Le principal problème avec l'usage de l'informatique c'est qu'il est devenu, non plus un objet de savoirs empiriques, qui s'accumulent avec des cours ciblés, mais un outil au service de compétences. Vouloir évaluer par compétences l'informatique est une aberration sans nom, si vous enseignez en BTS, vous vous pouvez observer les dégâts de cette logique. Les élèves ne maîtrisent pas, ils vous balancent un vague compte rendu bâclé sous Word. La mise en forme, pffff, pas important. Le contenu compte, lui seul est évalué.
En 10 ans, nous avons transformé complétement l'enseignement des suites bureautiques pour les positionner au rang d'outil. Simple outil. Or, je suis désolé, mais ils sont de véritables vecteurs de valeur ajoutée dans la vie professionnelle.
furieux furieux furieux

Lorsque je vois les dégâts que font Word et Excel (sans parler de Powerpoint) dans le monde de l'entreprise, je ne peux qu'être dubitatif sur ces magnifiques vecteurs de valeur ajoutée dans la vie professionnelle.

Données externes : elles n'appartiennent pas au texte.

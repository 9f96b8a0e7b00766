use std::io;

use evdev::{EventStream, EventType, InputEvent};
use thiserror::Error;

use crate::input::target::mirror::MirrorDevice;

/// A failed read on the physical device. This is the sole signal that the
/// device disconnected and ends the forwarding session.
#[derive(Debug, Error)]
#[error("Physical device read failed: {0}")]
pub struct PhysicalIOError(#[from] pub io::Error);

/// Groups incoming events into reports delimited by synchronization markers.
#[derive(Debug, Default)]
pub struct ReportBatcher {
    pending: Vec<InputEvent>,
}

impl ReportBatcher {
    pub fn new() -> Self {
        Self {
            pending: Vec::new(),
        }
    }

    /// Feed one event. Returns the completed report when the event is a
    /// synchronization marker, otherwise buffers it in order.
    pub fn push(&mut self, event: InputEvent) -> Option<Vec<InputEvent>> {
        if event.event_type() == EventType::SYNCHRONIZATION {
            return Some(std::mem::take(&mut self.pending));
        }
        self.pending.push(event);
        None
    }
}

/// Pump events from the physical device into the virtual device until a read
/// fails. Reads suspend until the next event, and each report is written in
/// source order with its synchronization marker. Write failures on the
/// virtual side are logged and do not end the session; the returned error is
/// always the read failure that signalled disconnection.
pub async fn forward_events(stream: &mut EventStream, mirror: &mut MirrorDevice) -> PhysicalIOError {
    let mut batcher = ReportBatcher::new();
    loop {
        let event = match stream.next_event().await {
            Ok(event) => event,
            Err(err) => return PhysicalIOError(err),
        };
        log::trace!("Received event: {:?}", event);

        if let Some(report) = batcher.push(event) {
            if let Err(e) = mirror.write_report(&report) {
                log::warn!("Failed to write report to virtual device: {e}");
            }
        }
    }
}
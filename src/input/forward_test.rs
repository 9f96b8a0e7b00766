use evdev::{EventType, InputEvent};

use crate::input::forward::ReportBatcher;

fn key_event(code: u16, value: i32) -> InputEvent {
    InputEvent::new(EventType::KEY.0, code, value)
}

fn sync_event() -> InputEvent {
    InputEvent::new(EventType::SYNCHRONIZATION.0, 0, 0)
}

#[test]
fn test_report_grouping_preserved() {
    let mut batcher = ReportBatcher::new();

    // BTN_SOUTH press and ABS_X move buffer until the marker arrives
    assert!(batcher.push(key_event(304, 1)).is_none());
    assert!(batcher
        .push(InputEvent::new(EventType::ABSOLUTE.0, 0, 127))
        .is_none());

    let report = batcher.push(sync_event()).expect("marker completes report");
    assert_eq!(report.len(), 2);
    assert_eq!(report[0].event_type(), EventType::KEY);
    assert_eq!(report[0].code(), 304);
    assert_eq!(report[0].value(), 1);
    assert_eq!(report[1].event_type(), EventType::ABSOLUTE);
    assert_eq!(report[1].code(), 0);
    assert_eq!(report[1].value(), 127);
}

#[test]
fn test_marker_flushes_buffer() {
    let mut batcher = ReportBatcher::new();
    assert!(batcher.push(key_event(305, 1)).is_none());
    let report = batcher.push(sync_event()).unwrap();
    assert_eq!(report.len(), 1);

    // The buffer starts fresh after a flush
    let report = batcher.push(sync_event()).unwrap();
    assert!(report.is_empty());
}

#[test]
fn test_order_preserved_across_reports() {
    let mut batcher = ReportBatcher::new();
    let mut reports = Vec::new();
    for value in 0..3 {
        batcher.push(key_event(304, value));
        if let Some(report) = batcher.push(sync_event()) {
            reports.push(report);
        }
    }
    assert_eq!(reports.len(), 3);
    for (value, report) in reports.iter().enumerate() {
        assert_eq!(report[0].value(), value as i32);
    }
}
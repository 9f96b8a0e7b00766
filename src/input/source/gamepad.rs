use std::io;
use std::path::Path;

use evdev::{Device, EventStream};

use crate::input::capability::{CapabilityDescriptor, DeviceQueryError};

/// An open, exclusively-grabbed connection to the physical gamepad. Owned by
/// the current reconnection session; dropping it (or the stream it converts
/// into) closes the file descriptor and releases the grab.
pub struct PhysicalGamepad {
    device: Device,
}

impl PhysicalGamepad {
    /// Open the event device at the given path and grab it so its events are
    /// delivered exclusively to the mirror.
    pub fn open(path: &Path) -> io::Result<Self> {
        log::debug!("Opening device at: {}", path.display());
        let mut device = Device::open(path)?;
        device.grab()?;
        Ok(Self { device })
    }

    pub fn name(&self) -> Option<&str> {
        self.device.name()
    }

    /// Capture the device's declared capability set, including the absolute
    /// axis calibration required to recreate it faithfully.
    pub fn descriptor(&self) -> Result<CapabilityDescriptor, DeviceQueryError> {
        CapabilityDescriptor::from_device(&self.device)
    }

    /// Convert this handle into the async event stream consumed by the
    /// forwarder. Reads suspend until an event is available.
    pub fn into_stream(self) -> io::Result<EventStream> {
        self.device.into_event_stream()
    }
}
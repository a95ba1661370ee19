//! Putting the pieces together: everything that has to be decided before the first write.

use std::ops::Range;

use anyhow::ensure;
use bytes::{BufMut, Bytes, BytesMut};

use crate::bootenv::{self, bootargs, bootcmd, BootVars, EnvDialect, Environment, PatchSelection};
use crate::layout::{self, Region};
use crate::mtd::Inventory;

/// How the kernel gets from the legacy Kernel partition into the new Kernel region.
///
/// The new Kernel starts in the space reclaimed from 'NAS Config', so the first part of the
/// kernel goes into the tail of the 'NAS Config' partition (which the running kernel still sees
/// at its legacy size), and the rest into the legacy Kernel partition:
///
/// ```text
///          0x0c0000     0x100000           0x200000           0x300000
/// legacy   | NAS Config (1280 KiB)         | Kernel (2 MiB)                        |
/// new      | NAS Config | Kernel (3 MiB)                                           |
/// content  | config fs  | kernel[0..1M]    | kernel[1M..2M]     | (left as is)     |
/// ```
#[derive(Debug, Clone, PartialEq, Eq)]
pub struct Relocation {
    /// How much of the (shrunk) 'NAS Config' filesystem image is kept
    pub config_len: usize,
    /// Bytes of the legacy kernel that go after it, into the 'NAS Config' partition
    pub kernel_head: Range<usize>,
    /// Bytes of the legacy kernel that go to the start of the legacy Kernel partition
    pub kernel_tail: Range<usize>,
}

impl Relocation {
    /// Derive the relocation from the two layouts, checking they line up the way described above
    pub fn for_layouts(
        legacy_config: &Region,
        legacy_kernel: &Region,
        config: &Region,
        kernel: &Region,
    ) -> anyhow::Result<Self> {
        ensure!(
            config.offset == legacy_config.offset && config.size < legacy_config.size,
            "'NAS Config' must keep its offset and shrink"
        );
        ensure!(
            kernel.offset == config.range().end,
            "the new Kernel must start right after the new 'NAS Config'"
        );
        ensure!(
            legacy_config.range().end == legacy_kernel.offset,
            "the legacy Kernel must follow the legacy 'NAS Config'"
        );

        let head_len = (legacy_config.size - config.size) as usize;
        ensure!(
            (head_len as u64) < legacy_kernel.size,
            "nothing of the kernel would stay in place"
        );

        Ok(Self {
            config_len: config.size as usize,
            kernel_head: 0..head_len,
            kernel_tail: head_len..legacy_kernel.size as usize,
        })
    }

    /// The relocation between [layout::LEGACY_LAYOUT] and [layout::TARGET_LAYOUT]
    pub fn qnap() -> anyhow::Result<Self> {
        Self::for_layouts(
            &layout::LEGACY_NAS_CONFIG,
            &layout::LEGACY_KERNEL,
            &layout::NAS_CONFIG,
            &layout::KERNEL,
        )
    }

    /// The new content of the 'NAS Config' partition: the start of the config filesystem image,
    /// then the head of the kernel.
    pub fn config_image(&self, config_fs: &[u8], kernel: &[u8]) -> anyhow::Result<Bytes> {
        ensure!(
            config_fs.len() >= self.config_len,
            "'NAS Config' image is {} bytes, need at least {}",
            config_fs.len(),
            self.config_len
        );
        let head = self.kernel_bytes(kernel, &self.kernel_head)?;

        let mut image = BytesMut::with_capacity(self.config_len + head.len());
        image.put_slice(&config_fs[..self.config_len]);
        image.put_slice(head);
        Ok(image.freeze())
    }

    /// The new start of the legacy Kernel partition
    pub fn kernel_tail(&self, kernel: &[u8]) -> anyhow::Result<Bytes> {
        Ok(Bytes::copy_from_slice(
            self.kernel_bytes(kernel, &self.kernel_tail)?,
        ))
    }

    /// An erased config area, for when the 'NAS Config' filesystem is dropped instead of shrunk
    pub fn erased_config(&self) -> Vec<u8> {
        vec![0xFF; self.config_len]
    }

    fn kernel_bytes<'a>(&self, kernel: &'a [u8], range: &Range<usize>) -> anyhow::Result<&'a [u8]> {
        kernel.get(range.clone()).ok_or_else(|| {
            anyhow::anyhow!(
                "Kernel partition dump is {} bytes, too short for {:#x}..{:#x}",
                kernel.len(),
                range.start,
                range.end
            )
        })
    }
}

/// The content every write will put on flash
#[derive(Debug, Clone)]
pub struct Images {
    /// For the legacy 'NAS Config' partition
    pub nas_config: Bytes,
    /// For the start of the legacy Kernel partition
    pub kernel_tail: Bytes,
}

/// Everything about the environment that will change
#[derive(Debug, Clone)]
pub struct MigrationPlan {
    pub old: BootVars,
    pub new: BootVars,
    pub mtdparts: String,
    /// The `fw_setenv -s` script
    pub script: String,
    pub relocation: Relocation,
}

impl MigrationPlan {
    /// Compute the new environment for a board whose partitions are described by `inventory`.
    ///
    /// Fails, without side effects, if a skipped patch has no replacement, if `bootcmd` or
    /// `bootargs` is missing, or if either has a shape we don't know how to patch.
    pub fn new(
        inventory: &Inventory,
        env: &Environment,
        dialect: EnvDialect,
        selection: &PatchSelection,
    ) -> anyhow::Result<Self> {
        selection.validate()?;
        layout::validate(&layout::TARGET_LAYOUT)?;

        let old = BootVars {
            bootcmd: env.require("bootcmd")?.to_owned(),
            bootargs: env.require("bootargs")?.to_owned(),
        };

        let new = BootVars {
            bootcmd: match selection.skip_bootcmd {
                true => old.bootcmd.clone(),
                false => bootcmd::patch(&old.bootcmd)?,
            },
            bootargs: match selection.skip_bootargs {
                true => old.bootargs.clone(),
                false => bootargs::patch(&old.bootargs, &inventory.master)?,
            },
        };

        let script = bootenv::build_script(dialect, &old, &new, selection)?;

        Ok(Self {
            old,
            new,
            mtdparts: layout::mtdparts(&inventory.master),
            script,
            relocation: Relocation::qnap()?,
        })
    }
}

#[cfg(test)]
pub(crate) fn test_inventory() -> Inventory {
    use crate::mtd::{PartitionTable, KERNEL_LOG, LEGACY_PROC_MTD};

    let table = PartitionTable::parse(LEGACY_PROC_MTD).unwrap();
    Inventory::read(&table, KERNEL_LOG).unwrap()
}

#[test]
fn test_relocation() -> anyhow::Result<()> {
    use crate::util::{KIB, MIB};

    let relocation = Relocation::qnap()?;
    assert_eq!(relocation.config_len, 256 * KIB as usize);
    assert_eq!(relocation.kernel_head, 0..MIB as usize);
    assert_eq!(relocation.kernel_tail, MIB as usize..2 * MIB as usize);
    Ok(())
}

#[test]
fn test_relocation_images() -> anyhow::Result<()> {
    let relocation = Relocation::qnap()?;

    let config_fs: Vec<u8> = vec![0xC0; 1280 * 1024];
    let kernel: Vec<u8> = (0..2 * 1024 * 1024).map(|i| (i / 1024 / 1024) as u8 + 1).collect();

    let image = relocation.config_image(&config_fs, &kernel)?;
    assert_eq!(image.len(), 1280 * 1024);
    assert!(image[..256 * 1024].iter().all(|&x| x == 0xC0));
    assert!(image[256 * 1024..].iter().all(|&x| x == 1));

    let tail = relocation.kernel_tail(&kernel)?;
    assert_eq!(tail.len(), 1024 * 1024);
    assert!(tail.iter().all(|&x| x == 2));

    // A dump that came back short is not silently padded
    assert!(relocation.kernel_tail(&kernel[..1024]).is_err());
    assert!(relocation.config_image(&config_fs[..1024], &kernel).is_err());
    Ok(())
}

#[test]
fn test_relocation_rejects_misaligned_layout() {
    let mut kernel = layout::KERNEL;
    kernel.offset += 0x40000;
    assert!(Relocation::for_layouts(
        &layout::LEGACY_NAS_CONFIG,
        &layout::LEGACY_KERNEL,
        &layout::NAS_CONFIG,
        &kernel,
    )
    .is_err());
}

#[test]
fn test_plan() -> anyhow::Result<()> {
    let env = Environment::parse(bootenv::PRINTENV)?;
    let plan = MigrationPlan::new(
        &test_inventory(),
        &env,
        EnvDialect::Equals,
        &Default::default(),
    )?;

    assert!(plan.new.bootcmd.ends_with(";bootm 0x900000"));
    assert!(plan.new.bootargs.contains("initrd=0xb00000,0xc00000"));
    assert!(plan.mtdparts.starts_with("spi0.0:"));
    assert!(plan.script.starts_with(&format!(
        "bootargs_backup={}\nbootcmd_backup={}\n",
        plan.old.bootargs, plan.old.bootcmd
    )));
    Ok(())
}

#[test]
fn test_plan_missing_bootargs() -> anyhow::Result<()> {
    use crate::error::ResizeError;

    let env = Environment::parse("bootcmd=bootm 0x800000\n")?;
    let err = MigrationPlan::new(
        &test_inventory(),
        &env,
        EnvDialect::Equals,
        &Default::default(),
    )
    .unwrap_err();
    assert!(matches!(
        err.downcast_ref::<ResizeError>(),
        Some(ResizeError::MissingVariable("bootargs"))
    ));
    Ok(())
}

#[test]
fn test_plan_skip_unknown_bootcmd() -> anyhow::Result<()> {
    // A bootcmd we can't patch is fine when the operator supplies their own
    let env = Environment::parse(
        "bootcmd=run custom_boot\n\
         bootargs=root=/dev/ram initrd=0xa00000,0x900000\n",
    )?;
    let selection = PatchSelection {
        skip_bootcmd: true,
        skip_bootargs: false,
        fragment: Some("bootcmd=run custom_boot_new".into()),
    };
    let plan = MigrationPlan::new(&test_inventory(), &env, EnvDialect::Equals, &selection)?;

    assert_eq!(plan.new.bootcmd, plan.old.bootcmd);
    assert!(plan.script.ends_with("bootcmd=run custom_boot_new\n"));
    assert!(!plan.script.contains("\nbootcmd=run custom_boot\n"));
    Ok(())
}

Ce qu'il manque aujourd'hui, ce sont des cours permettant à des élèves de rédiger des documents. C'est indépendant de la notion d'informatique (et ça pourrait même passer par des Remingtons). Typiquement, on gagnerait beaucoup à apprendre LaTeX aux collégiens (plutôt que Word). On gagnerait beaucoup à apprendres AWK+GNUplot aux lycéens (plutôt qu'Excel pour cracher un graphique). Leur apprendre Microsoft Office (ou LibreOffice), c'est une collection de savoirs jetables qui ne sert à rien sur le long terme mais qui permet de se disculper et de se donner bonne conscience.